I'm not confused, honest! :angel:

Just seriously unsure of what the heck I'm doing. :devil:


----------



## Lunasong

Abracadabra said:


> I'm thinking that I'm now in Eb major (at least in terms of the trumpet).
> 
> Now I need to write an accompaniment in concert key (which in this final case would be Db major I'm thinking)


You are correct on both counts. The easiest way for me to tell if a piece is major or minor (and what key it's in) is to what chord the tune wants to resolve.


----------



## Abracadabra

Lunasong said:


> You are correct on both counts. The easiest way for me to tell if a piece is major or minor (and what key it's in) is to what chord the tune wants to resolve.


So you'd basically need to listen to the music, and potentially even be able to play some chords, in order to determine the key?

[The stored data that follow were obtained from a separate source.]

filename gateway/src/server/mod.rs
//! HTTP server

pub mod http;

pub use http::{route, run, AppState};
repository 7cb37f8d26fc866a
//! HTTP route handlers
//!
//! Handlers take already-collected request parts and return full responses,
//! so they can be exercised without a socket.

pub mod analytics;
pub mod credential;
pub mod health;
pub mod playlist;

pub use analytics::handle_analytics;
pub use credential::{handle_issue, handle_verify, IssueFlavor};
pub use health::{health_check, version_info};
pub use playlist::handle_playlist;

use bytes::Bytes;
use http_body_util::Full;
use hyper::{Response, StatusCode};
use serde::Serialize;

/// JSON response with permissive CORS
pub fn json_response<T: Serialize>(status: StatusCode, body: &T) -> Response<Full<Bytes>> {
    let body = serde_json::to_string(body).unwrap_or_else(|_| r#"{"ok":false}"#.to_string());

    Response::builder()
        .status(status)
        .header("Content-Type", "application/json")
        .header("Access-Control-Allow-Origin", "*")
        .body(Full::new(Bytes::from(body)))
        .unwrap()
}

/// Parse a query string, treating malformed input as empty
pub(crate) fn parse_query<T: serde::de::DeserializeOwned + Default>(query: Option<&str>) -> T {
    query
        .and_then(|q| serde_urlencoded::from_str(q).ok())
        .unwrap_or_default()
}
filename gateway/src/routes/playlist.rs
//! GET /playlist?productId= (and the legacy /api/playlist?sku=)

use bytes::Bytes;
use http_body_util::Full;
use hyper::{Response, StatusCode};
use player_core::PlaylistResponse;
use serde::Deserialize;
use tracing::debug;

use super::{json_response, parse_query};
use crate::server::AppState;

#[derive(Debug, Default, Deserialize)]
#[serde(rename_all = "camelCase")]
struct PlaylistQuery {
    #[serde(alias = "sku")]
    product_id: Option<String>,
}

/// Ordered tracks for a product; unknown products get the default catalog
pub fn handle_playlist(state: &AppState, query: Option<&str>) -> Response<Full<Bytes>> {
    let params: PlaylistQuery = parse_query(query);
    let (served, tracks) = state.catalog.resolve(params.product_id.as_deref());

    debug!(
        requested = ?params.product_id,
        served = %served,
        tracks = tracks.len(),
        "Serving playlist"
    );

    json_response(
        StatusCode::OK,
        &PlaylistResponse {
            tracks: tracks.to_vec(),
        },
    )
}
//! Player gateway - credential, playlist and telemetry service
//!
//! Serves the HTTP side of the AR audio player:
//!
//! - `GET /playlist?productId=` - ordered tracks, default catalog fallback
//! - `POST /credential` - exchange an email for a short-lived credential
//! - `GET /credential/verify` - `{ ok }`, never an error status
//! - `POST /analytics` - navigation events, recorded as usage lines
//! - `GET /health`, `/healthz`, `/version`
//!
//! Legacy aliases `/api/playlist`, `/api/token/mint`, `/api/token/verify`
//! and `/api/analytics` are kept for tags printed before the rename.

pub mod auth;
pub mod catalog;
pub mod config;
pub mod logging;
pub mod routes;
pub mod server;
pub mod types;

pub use config::Args;
pub use types::{GatewayError, Result};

I can see that working, but I was wondering if there was an easy way to tell just by looking at the score. I did look at the last note of the score which implied that it was the major key. (i.e. it ended on the root note of the major chord rather than on the root not of the minor chord). But I wasn't sure if that is a fail-proof method of making that determination.

In terms of actual dynamics (i.e. listening to things being played), after I had made this post I did start playing the Eb major scale on the trumpet, and then the C minor scale. It became clear at that time that the Eb major scale is going to work over this tune where the C minor scale does not fit at all. Still, this required hearing the piece played first, and then playing scales to compare with what the piece sounded like. So again, it wasn't a determination made purely from looking at the score. It required hearing the piece and then hearing some scales to compare it with.

So short of actually looking at the melody in the score and trying to figure out whether it's using notes from major or minor scales, there's really no simple way to know whether a piece is major or minor? Save for possibly also looking at how the piece ends to see what it's resolving to?

I'm just asking. I have no problem if this is the case. I just want to make sure. The reason being that I'm currently trying to figure out whether various pieces in method books I'm using are major or minor. I was hoping to just flip though the books marking each piece quickly as being major or minor. But now it appears that it won't be quite that simple. Unless a quick glance at the end of the piece to see what note(s) it finally resolves to is a dependable clue.


----------



## Lunasong

I see that PetrB has answered your question in this related post.


----------



## Abracadabra

Yes I see that. Thank you.


----------